-- Collected data --
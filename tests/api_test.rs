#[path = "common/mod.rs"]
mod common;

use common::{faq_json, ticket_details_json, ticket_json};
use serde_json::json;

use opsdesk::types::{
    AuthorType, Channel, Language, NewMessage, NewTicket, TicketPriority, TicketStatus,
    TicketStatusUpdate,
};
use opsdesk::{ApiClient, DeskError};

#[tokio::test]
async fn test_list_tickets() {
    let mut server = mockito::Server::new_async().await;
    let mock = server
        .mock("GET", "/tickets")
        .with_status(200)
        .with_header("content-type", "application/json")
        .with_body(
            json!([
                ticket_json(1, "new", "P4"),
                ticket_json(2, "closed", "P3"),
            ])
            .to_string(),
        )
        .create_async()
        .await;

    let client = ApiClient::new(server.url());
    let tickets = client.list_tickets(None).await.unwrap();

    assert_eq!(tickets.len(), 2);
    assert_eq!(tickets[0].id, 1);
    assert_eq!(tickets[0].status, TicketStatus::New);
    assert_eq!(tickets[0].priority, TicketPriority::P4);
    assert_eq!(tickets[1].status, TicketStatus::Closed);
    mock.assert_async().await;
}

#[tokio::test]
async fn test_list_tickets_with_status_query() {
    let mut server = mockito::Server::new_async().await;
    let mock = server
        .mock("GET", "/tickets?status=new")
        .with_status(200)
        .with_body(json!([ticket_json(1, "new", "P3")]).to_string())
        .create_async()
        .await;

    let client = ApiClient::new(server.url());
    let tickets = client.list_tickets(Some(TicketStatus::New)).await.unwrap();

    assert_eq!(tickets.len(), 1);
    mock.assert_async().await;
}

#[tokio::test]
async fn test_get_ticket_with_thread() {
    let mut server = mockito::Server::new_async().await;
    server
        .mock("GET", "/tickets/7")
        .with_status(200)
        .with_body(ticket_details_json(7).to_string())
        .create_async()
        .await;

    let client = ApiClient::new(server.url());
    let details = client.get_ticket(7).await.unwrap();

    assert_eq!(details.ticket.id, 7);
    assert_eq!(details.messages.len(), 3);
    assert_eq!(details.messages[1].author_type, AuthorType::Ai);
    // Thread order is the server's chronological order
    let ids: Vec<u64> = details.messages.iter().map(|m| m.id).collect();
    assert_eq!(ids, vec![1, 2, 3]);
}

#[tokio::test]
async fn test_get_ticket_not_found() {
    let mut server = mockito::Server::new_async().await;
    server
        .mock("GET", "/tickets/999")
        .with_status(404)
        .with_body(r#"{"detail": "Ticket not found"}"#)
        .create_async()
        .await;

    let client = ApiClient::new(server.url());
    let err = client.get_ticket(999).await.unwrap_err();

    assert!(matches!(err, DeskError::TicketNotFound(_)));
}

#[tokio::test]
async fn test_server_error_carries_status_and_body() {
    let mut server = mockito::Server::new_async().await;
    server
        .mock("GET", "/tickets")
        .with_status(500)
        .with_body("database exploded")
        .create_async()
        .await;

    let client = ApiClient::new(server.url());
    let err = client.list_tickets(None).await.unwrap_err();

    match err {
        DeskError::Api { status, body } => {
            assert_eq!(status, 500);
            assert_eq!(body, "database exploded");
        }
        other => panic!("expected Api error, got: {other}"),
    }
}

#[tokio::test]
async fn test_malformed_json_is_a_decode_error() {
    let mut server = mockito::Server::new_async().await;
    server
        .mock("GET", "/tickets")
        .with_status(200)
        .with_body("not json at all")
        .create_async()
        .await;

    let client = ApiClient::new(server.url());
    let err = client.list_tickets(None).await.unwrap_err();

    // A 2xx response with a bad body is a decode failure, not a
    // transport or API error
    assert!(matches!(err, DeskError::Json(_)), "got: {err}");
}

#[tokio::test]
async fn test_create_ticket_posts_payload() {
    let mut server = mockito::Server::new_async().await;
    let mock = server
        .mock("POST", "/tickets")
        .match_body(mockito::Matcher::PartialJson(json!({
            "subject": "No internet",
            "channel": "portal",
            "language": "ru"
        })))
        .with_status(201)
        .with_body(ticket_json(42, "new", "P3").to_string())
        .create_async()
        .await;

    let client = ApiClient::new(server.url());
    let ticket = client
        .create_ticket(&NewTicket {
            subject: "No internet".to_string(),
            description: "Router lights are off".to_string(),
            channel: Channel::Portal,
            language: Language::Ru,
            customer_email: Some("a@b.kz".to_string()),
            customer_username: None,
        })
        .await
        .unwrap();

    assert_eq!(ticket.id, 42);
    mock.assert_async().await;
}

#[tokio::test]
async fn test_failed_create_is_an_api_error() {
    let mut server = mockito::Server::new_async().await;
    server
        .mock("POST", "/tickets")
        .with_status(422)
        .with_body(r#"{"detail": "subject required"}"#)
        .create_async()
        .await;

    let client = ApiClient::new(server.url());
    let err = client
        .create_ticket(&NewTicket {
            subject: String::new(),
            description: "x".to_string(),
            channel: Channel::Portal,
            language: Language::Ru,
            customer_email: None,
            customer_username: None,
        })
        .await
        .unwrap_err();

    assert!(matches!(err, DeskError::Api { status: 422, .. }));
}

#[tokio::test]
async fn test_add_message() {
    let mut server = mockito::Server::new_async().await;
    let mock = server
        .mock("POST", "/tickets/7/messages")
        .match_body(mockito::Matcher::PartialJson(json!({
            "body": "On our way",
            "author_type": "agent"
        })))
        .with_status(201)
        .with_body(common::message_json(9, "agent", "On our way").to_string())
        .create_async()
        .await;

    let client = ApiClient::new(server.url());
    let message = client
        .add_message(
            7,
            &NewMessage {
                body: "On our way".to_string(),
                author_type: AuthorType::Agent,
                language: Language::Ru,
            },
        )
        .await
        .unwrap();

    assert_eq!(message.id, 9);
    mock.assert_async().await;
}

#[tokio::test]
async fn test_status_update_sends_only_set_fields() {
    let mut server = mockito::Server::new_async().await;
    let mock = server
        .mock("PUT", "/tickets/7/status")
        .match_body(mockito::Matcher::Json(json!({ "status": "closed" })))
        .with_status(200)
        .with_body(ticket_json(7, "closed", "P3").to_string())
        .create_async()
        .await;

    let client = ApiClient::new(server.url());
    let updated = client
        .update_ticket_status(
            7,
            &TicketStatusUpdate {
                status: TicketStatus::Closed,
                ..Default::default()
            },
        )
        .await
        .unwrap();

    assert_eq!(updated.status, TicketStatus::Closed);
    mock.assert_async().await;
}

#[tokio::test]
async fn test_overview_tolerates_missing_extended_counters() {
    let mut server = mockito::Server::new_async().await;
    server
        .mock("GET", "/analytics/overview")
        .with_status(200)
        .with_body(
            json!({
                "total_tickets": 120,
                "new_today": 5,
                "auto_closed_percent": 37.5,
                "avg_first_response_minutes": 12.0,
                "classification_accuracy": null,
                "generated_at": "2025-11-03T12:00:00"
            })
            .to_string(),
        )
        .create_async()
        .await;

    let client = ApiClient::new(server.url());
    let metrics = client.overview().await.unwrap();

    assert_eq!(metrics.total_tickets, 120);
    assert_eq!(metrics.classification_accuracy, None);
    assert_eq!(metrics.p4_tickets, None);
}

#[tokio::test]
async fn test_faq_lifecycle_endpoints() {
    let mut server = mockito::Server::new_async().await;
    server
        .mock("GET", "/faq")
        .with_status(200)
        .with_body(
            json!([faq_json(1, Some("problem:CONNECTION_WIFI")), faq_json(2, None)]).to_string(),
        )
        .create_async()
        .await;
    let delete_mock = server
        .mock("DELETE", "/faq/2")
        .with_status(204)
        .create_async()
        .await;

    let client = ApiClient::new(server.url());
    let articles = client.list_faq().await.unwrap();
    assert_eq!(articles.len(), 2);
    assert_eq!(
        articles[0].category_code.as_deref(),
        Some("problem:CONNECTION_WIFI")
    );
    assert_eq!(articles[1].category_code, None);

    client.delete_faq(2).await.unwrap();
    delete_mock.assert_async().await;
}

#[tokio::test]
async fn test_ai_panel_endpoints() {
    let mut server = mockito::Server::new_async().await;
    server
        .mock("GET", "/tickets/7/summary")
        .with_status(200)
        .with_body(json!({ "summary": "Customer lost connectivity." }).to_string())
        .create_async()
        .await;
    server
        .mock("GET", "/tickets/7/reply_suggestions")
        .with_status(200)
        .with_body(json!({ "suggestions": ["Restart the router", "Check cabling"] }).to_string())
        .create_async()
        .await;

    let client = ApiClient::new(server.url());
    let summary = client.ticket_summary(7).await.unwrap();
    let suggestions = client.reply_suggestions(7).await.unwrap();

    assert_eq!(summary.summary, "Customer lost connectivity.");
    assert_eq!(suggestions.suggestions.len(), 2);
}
...
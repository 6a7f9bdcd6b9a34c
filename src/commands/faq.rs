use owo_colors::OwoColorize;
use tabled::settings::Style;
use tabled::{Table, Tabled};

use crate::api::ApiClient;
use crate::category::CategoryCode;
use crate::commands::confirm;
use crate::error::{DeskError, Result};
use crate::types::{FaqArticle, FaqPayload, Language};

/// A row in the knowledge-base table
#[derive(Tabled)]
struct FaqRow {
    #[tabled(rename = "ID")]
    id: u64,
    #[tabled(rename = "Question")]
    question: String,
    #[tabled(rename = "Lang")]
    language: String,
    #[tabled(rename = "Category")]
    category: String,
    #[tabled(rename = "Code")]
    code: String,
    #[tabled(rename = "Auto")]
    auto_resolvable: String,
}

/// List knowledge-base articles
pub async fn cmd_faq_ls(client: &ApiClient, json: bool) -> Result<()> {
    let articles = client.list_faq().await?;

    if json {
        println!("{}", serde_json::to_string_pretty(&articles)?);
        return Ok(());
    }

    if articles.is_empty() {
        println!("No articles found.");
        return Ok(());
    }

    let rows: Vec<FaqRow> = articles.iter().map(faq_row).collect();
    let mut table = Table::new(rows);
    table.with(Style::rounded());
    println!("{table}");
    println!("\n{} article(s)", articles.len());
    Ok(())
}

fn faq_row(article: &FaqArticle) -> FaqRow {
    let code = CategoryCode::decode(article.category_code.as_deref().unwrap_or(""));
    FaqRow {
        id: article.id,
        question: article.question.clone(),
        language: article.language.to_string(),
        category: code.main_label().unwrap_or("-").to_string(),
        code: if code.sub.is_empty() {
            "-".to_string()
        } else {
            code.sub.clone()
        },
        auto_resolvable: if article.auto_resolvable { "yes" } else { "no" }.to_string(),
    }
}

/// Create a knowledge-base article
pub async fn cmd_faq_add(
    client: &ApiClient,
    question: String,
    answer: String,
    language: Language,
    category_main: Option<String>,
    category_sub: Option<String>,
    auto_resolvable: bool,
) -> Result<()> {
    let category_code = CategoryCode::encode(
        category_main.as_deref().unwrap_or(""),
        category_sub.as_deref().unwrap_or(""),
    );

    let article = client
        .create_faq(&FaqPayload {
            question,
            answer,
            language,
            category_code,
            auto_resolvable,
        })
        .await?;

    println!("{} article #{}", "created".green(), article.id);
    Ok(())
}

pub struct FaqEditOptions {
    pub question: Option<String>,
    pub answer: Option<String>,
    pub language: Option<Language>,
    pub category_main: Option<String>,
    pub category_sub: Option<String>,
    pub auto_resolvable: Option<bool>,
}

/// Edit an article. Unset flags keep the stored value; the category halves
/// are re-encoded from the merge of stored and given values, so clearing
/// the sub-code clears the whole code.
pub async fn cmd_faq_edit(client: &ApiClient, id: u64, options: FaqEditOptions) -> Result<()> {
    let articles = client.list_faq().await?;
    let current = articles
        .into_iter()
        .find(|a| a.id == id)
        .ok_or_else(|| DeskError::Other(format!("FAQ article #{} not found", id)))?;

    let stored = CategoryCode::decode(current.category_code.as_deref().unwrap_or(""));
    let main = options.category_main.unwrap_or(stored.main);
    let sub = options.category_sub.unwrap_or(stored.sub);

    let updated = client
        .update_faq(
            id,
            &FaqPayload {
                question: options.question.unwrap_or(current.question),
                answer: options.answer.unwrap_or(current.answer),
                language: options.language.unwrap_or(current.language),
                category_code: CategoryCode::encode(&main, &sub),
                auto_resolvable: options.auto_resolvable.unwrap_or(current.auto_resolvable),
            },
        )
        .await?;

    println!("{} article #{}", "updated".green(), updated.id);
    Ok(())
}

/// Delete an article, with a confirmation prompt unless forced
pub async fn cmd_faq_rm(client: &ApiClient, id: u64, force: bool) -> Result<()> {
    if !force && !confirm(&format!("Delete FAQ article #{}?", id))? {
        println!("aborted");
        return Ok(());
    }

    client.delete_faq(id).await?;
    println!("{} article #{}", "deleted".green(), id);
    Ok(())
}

-- About this exercise --
After reading the entries above, state the number of lines that contain the word "connectivity", adding nothing else.

-- Your response --
2